BDCs grant public investors access to private companies.
What is a BDC?
A BDC is a category of investment company created by Congress in 1980 under the Investment Company Act of 1940 to facilitate the flow of capital to private companies. A BDC provides investors with exposure to the private equity and private debt investment markets, which typically have been dominated by institutional investors, such as pension funds and endowments. These investors have been able to meet the high minimum requirements imposed by private equity firms and private debt investment funds, and have had specialized investment expertise at hand to evaluate these types of investments. We believe that institutional investors participate in these funds for a number of reasons, including their use as a potential source of risk diversification within a portfolio and for their return potential over the long term.
Where does a BDC fit into an investment portfolio?
Alternative investments, such as private equity and private debt, have become commonplace among institutional investors for their ability to provide diversification and their return potential. Further, alternative assets tend to be less efficiently priced than traditional securities, which provides an opportunity to earn higher portfolio returns through active management.

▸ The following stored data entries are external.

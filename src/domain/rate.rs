//! Exchange-rate type and sats-to-fiat conversion.

use std::time::{Duration, Instant};

use rust_decimal::Decimal;

use super::balance::Sats;

const SATS_PER_BTC: i64 = 100_000_000;

/// One fetched BTC exchange rate.
///
/// Rates change far less often than balances, so they are refreshed on
/// their own interval and reused between refreshes. A rate that has gone
/// stale is still better than none; fiat display only goes absent when no
/// rate was ever obtained.
#[derive(Debug, Clone)]
pub struct ExchangeRate {
    /// ISO currency code this rate converts into.
    pub currency: String,
    /// Fiat units per whole BTC.
    pub rate: Decimal,
    /// When the rate was fetched.
    pub fetched_at: Instant,
}

impl ExchangeRate {
    /// Create a rate fetched just now.
    #[must_use]
    pub fn new(currency: impl Into<String>, rate: Decimal) -> Self {
        Self {
            currency: currency.into(),
            rate,
            fetched_at: Instant::now(),
        }
    }

    /// True while the rate is younger than the refresh interval.
    #[must_use]
    pub fn is_fresh(&self, ttl: Duration) -> bool {
        self.fetched_at.elapsed() <= ttl
    }

    /// Convert a satoshi amount into this rate's fiat currency.
    ///
    /// `sats * rate / 1e8`, carried out in `Decimal` so no precision is
    /// lost on the way to display.
    #[must_use]
    pub fn fiat_value(&self, sats: Sats) -> Decimal {
        Decimal::from(sats.value()) * self.rate / Decimal::from(SATS_PER_BTC)
    }
}

#[cfg(test)]
mod tests {
    use super::*;
    use rust_decimal_macros::dec;

    #[test]
    fn one_btc_converts_at_the_rate() {
        let rate = ExchangeRate::new("USD", dec!(65000));
        assert_eq!(rate.fiat_value(Sats::new(100_000_000)), dec!(65000));
    }

    #[test]
    fn fractional_amounts_keep_precision() {
        let rate = ExchangeRate::new("EUR", dec!(60000));
        // 1234 sats at 60k EUR/BTC = 0.7404 EUR
        assert_eq!(rate.fiat_value(Sats::new(1234)), dec!(0.74040));
    }

    #[test]
    fn negative_balance_yields_negative_fiat() {
        let rate = ExchangeRate::new("USD", dec!(50000));
        assert_eq!(rate.fiat_value(Sats::new(-100_000_000)), dec!(-50000));
    }

    #[test]
    fn freshness_respects_ttl() {
        let fresh = ExchangeRate::new("USD", dec!(65000));
        assert!(fresh.is_fresh(Duration::from_secs(300)));

        let stale = ExchangeRate {
            fetched_at: Instant::now() - Duration::from_secs(600),
            ..ExchangeRate::new("USD", dec!(65000))
        };
        assert!(!stale.is_fresh(Duration::from_secs(300)));
    }
}
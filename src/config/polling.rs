//! Poll scheduling and retry backoff configuration.

use serde::Deserialize;

/// Poll cadence and request timeout configuration.
#[derive(Debug, Clone, Deserialize)]
pub struct PollingConfig {
    /// Seconds between balance polls in steady operation.
    #[serde(default = "default_interval_secs")]
    pub interval_secs: u64,
    /// Per-request timeout (milliseconds). A request past this deadline is
    /// treated as a failure, never left pending.
    #[serde(default = "default_timeout_ms")]
    pub timeout_ms: u64,
    /// Connection establishment timeout (milliseconds).
    #[serde(default = "default_connect_timeout_ms")]
    pub connect_timeout_ms: u64,
    /// Seconds an exchange rate stays fresh before it is re-fetched.
    /// Rates move slower than balances, so this is independent of
    /// `interval_secs`.
    #[serde(default = "default_rate_refresh_secs")]
    pub rate_refresh_secs: u64,
    /// Seconds the boot slogan stays on screen before steady display.
    #[serde(default = "default_slogan_secs")]
    pub slogan_secs: u64,
}

fn default_interval_secs() -> u64 {
    60
}

fn default_timeout_ms() -> u64 {
    10_000
}

fn default_connect_timeout_ms() -> u64 {
    5_000
}

fn default_rate_refresh_secs() -> u64 {
    300
}

fn default_slogan_secs() -> u64 {
    5
}

impl Default for PollingConfig {
    fn default() -> Self {
        Self {
            interval_secs: default_interval_secs(),
            timeout_ms: default_timeout_ms(),
            connect_timeout_ms: default_connect_timeout_ms(),
            rate_refresh_secs: default_rate_refresh_secs(),
            slogan_secs: default_slogan_secs(),
        }
    }
}

/// Retry backoff configuration for failed polls.
#[derive(Debug, Clone, Deserialize)]
pub struct BackoffConfig {
    /// Initial delay before the first retry (milliseconds).
    #[serde(default = "default_initial_delay_ms")]
    pub initial_delay_ms: u64,
    /// Maximum delay between retries (milliseconds).
    #[serde(default = "default_max_delay_ms")]
    pub max_delay_ms: u64,
    /// Multiplier applied to the delay after each failed attempt.
    #[serde(default = "default_multiplier")]
    pub multiplier: f64,
    /// Consecutive failures before the circuit breaker trips.
    #[serde(default = "default_max_consecutive_failures")]
    pub max_consecutive_failures: u32,
    /// Cooldown period after the circuit breaker trips (milliseconds).
    #[serde(default = "default_cooldown_ms")]
    pub cooldown_ms: u64,
}

fn default_initial_delay_ms() -> u64 {
    2_000 // 2 seconds
}

fn default_max_delay_ms() -> u64 {
    600_000 // 10 minutes
}

fn default_multiplier() -> f64 {
    2.0
}

fn default_max_consecutive_failures() -> u32 {
    10
}

fn default_cooldown_ms() -> u64 {
    300_000 // 5 minutes
}

impl Default for BackoffConfig {
    fn default() -> Self {
        Self {
            initial_delay_ms: default_initial_delay_ms(),
            max_delay_ms: default_max_delay_ms(),
            multiplier: default_multiplier(),
            max_consecutive_failures: default_max_consecutive_failures(),
            cooldown_ms: default_cooldown_ms(),
        }
    }
}

#[cfg(test)]
mod tests {
    use super::*;

    #[test]
    fn polling_defaults_are_device_appropriate() {
        let polling = PollingConfig::default();
        assert_eq!(polling.interval_secs, 60);
        assert_eq!(polling.timeout_ms, 10_000);
        assert!(polling.rate_refresh_secs >= polling.interval_secs);
    }

    #[test]
    fn backoff_defaults_cap_at_ten_minutes() {
        let backoff = BackoffConfig::default();
        assert_eq!(backoff.max_delay_ms, 600_000);
        assert!(backoff.multiplier >= 1.0);
        assert!(backoff.initial_delay_ms <= backoff.max_delay_ms);
    }
}
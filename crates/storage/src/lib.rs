//! SQLite-backed persistence for roles, principals and resources.
//!
//! This crate is the backing store behind the [`policy`] crate: it keeps the
//! capability catalog, each role's capability set, the principals and their
//! role memberships, and the resources whose owners drive ownership checks.
//!
//! # Overview
//!
//! The [`Store`] implements [`policy::RoleStore`], so the bootstrap seeder
//! writes straight through it. Every seeding write is idempotent:
//!
//! - catalog rows and roles are inserted only if missing
//! - a role's capability set is replaced wholesale inside one transaction
//!
//! Two deploy processes seeding the same database at once therefore converge
//! on the same assignments without any locking of their own.
//!
//! Reads hand back already-materialized values ([`policy::RoleRegistry`],
//! [`policy::Principal`]) for the [`policy::Authorizer`] to evaluate.
//!
//! # Example
//!
//! ```no_run
//! use policy::{Authorizer, Bootstrap, seed};
//! use storage::Store;
//!
//! let mut store = Store::open("gatehouse.db")?;
//! let bootstrap = Bootstrap::site_default();
//! seed(&mut store, &bootstrap.catalog(), &bootstrap.roles)?;
//!
//! let alice = store.create_principal("alice", false, false)?;
//! store.assign_role("alice", "Authors")?;
//!
//! let registry = store.load_registry()?;
//! let auth = Authorizer::new(&registry);
//! let alice = store.find_principal(&alice.username)?;
//! assert!(auth.can(&alice, &"publish_article".into()));
//! # Ok::<(), storage::Error>(())
//! ```

mod error;
mod record;
mod store;

pub use error::{Error, Result};
pub use record::{PrincipalRecord, ResourceRecord};
pub use store::Store;
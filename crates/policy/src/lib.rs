//! Role-based access control for the content site.
//!
//! Core principle: **a principal may act only through a capability one of its
//! roles grants, through ownership where a guard allows it, or as a
//! superuser.**
//!
//! # Overview
//!
//! - [`Catalog`] lists every [`Capability`] the site knows, scoped to resource
//!   types.
//! - [`RoleRegistry`] holds each role's capability set, materialized from a
//!   [`RoleStore`].
//! - [`Authorizer`] answers `can(principal, capability)` and evaluates
//!   composable [`Requirement`]s such as "owner or blanket capability".
//! - [`seed`] converges a store onto a set of [`RoleDefinition`]s.
//!
//! # Example
//!
//! ```
//! use policy::{Authorizer, Bootstrap, Principal, Requirement, Resource, RoleRegistry, seed};
//!
//! let bootstrap = Bootstrap::site_default();
//! let mut registry = RoleRegistry::new();
//! seed(&mut registry, &bootstrap.catalog(), &bootstrap.roles)?;
//!
//! let auth = Authorizer::new(&registry);
//! let alice = Principal::new("alice").with_role("Authors");
//! assert!(auth.can(&alice, &"publish_article".into()));
//!
//! let bob = Principal::new("bob");
//! let article = Resource::owned_by("article", alice.id);
//! let edit = Requirement::owner_or("edit_all_articles");
//! assert!(auth.check(&alice, &edit, Some(&article)).is_allowed());
//! assert!(!auth.check(&bob, &edit, Some(&article)).is_allowed());
//! # Ok::<(), policy::Error>(())
//! ```

mod bootstrap;
mod capability;
mod error;
mod policy;
mod principal;
mod requirement;
mod role;
mod seed;

pub use bootstrap::{Bootstrap, CustomCapability, ResourceSpec};
pub use capability::{Capability, CapabilityEntry, Catalog, DEFAULT_ACTIONS};
pub use error::{Error, Result};
pub use policy::{Authorizer, Decision};
pub use principal::{DEFAULT_ROLE, Principal, PrincipalId, Resource, ResourceId};
pub use requirement::Requirement;
pub use role::{Role, RoleRegistry, RoleStore};
pub use seed::{PlannedRole, RoleDefinition, SeedPlan, SeedReport, SeededRole, SelectorRule, seed};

FSIC provides an opportunity for investors to access the diversification benefits and return potential of alternative assets such as senior secured loans of U.S. corporate issuers.
Is a non-traded BDC similar to a non-traded Real Estate Investment Trust (REIT)?
A BDC is a pooled investment vehicle that invests in equity or debt of private companies whereas a REIT invests in real estate. Nonetheless, a REIT and a BDC share many characteristics. From a regulatory standpoint, they both must file periodic SEC reports such as Forms 10-K and 10-Q, and comply with the Sarbanes-Oxley Act of 2002. Non-traded varieties are also both subject to state and NASAA regulations.
From a tax perspective, most BDCs and REITs are structured to provide tax-advantaged, pass-through treatment of ordinary income and long-term capital gains directly to stockholders. No corporate tax is paid if at least 90% of taxable income is distributed in a timely manner and applicable tax rules are complied with. In addition, a BDC is a highly accountable and transparent form of investment. It is required to place assets with a qualified independent custodian—employees and managers do not handle company funds.
Finally, both BDCs and REITs are governed by an Independent Board of Directors to ensure the proper alignment of interests. We list these and other characteristics shared by both non-listed structures in the table below.
|Non-traded BDCs and REITs
|Underlying Investments||Priv. Eq. or Debt||Real Estate|
|Standard SEC Financial Reporting (10-K, 10-Q)||Yes||Yes|
|May Be Externally Advised||Yes||Yes|
|Subject to state and NASAA regulations||Yes||Yes|
|Distribute 90% of income to avoid corporate tax||Yes||Yes|
|Must meet various "asset" and "income" tests||Yes||Yes|
|Must comply with Sarbanes-Oxley||Yes||Yes|
|Exit strategy: liquidate portfolio, list company or merge||Yes||Yes|
|* The table assumes that the non-listed BDC elects to be treated as a RIC for tax purposes.|
There is one important difference, however. Unlike REITs, BDCs are restricted in the amount of leverage they can employ to 50% of the BDC’s asset value. REITs, which are not governed by the Investment Company Act of 1940 as BDCs are, may employ substantially more leverage than BDCs.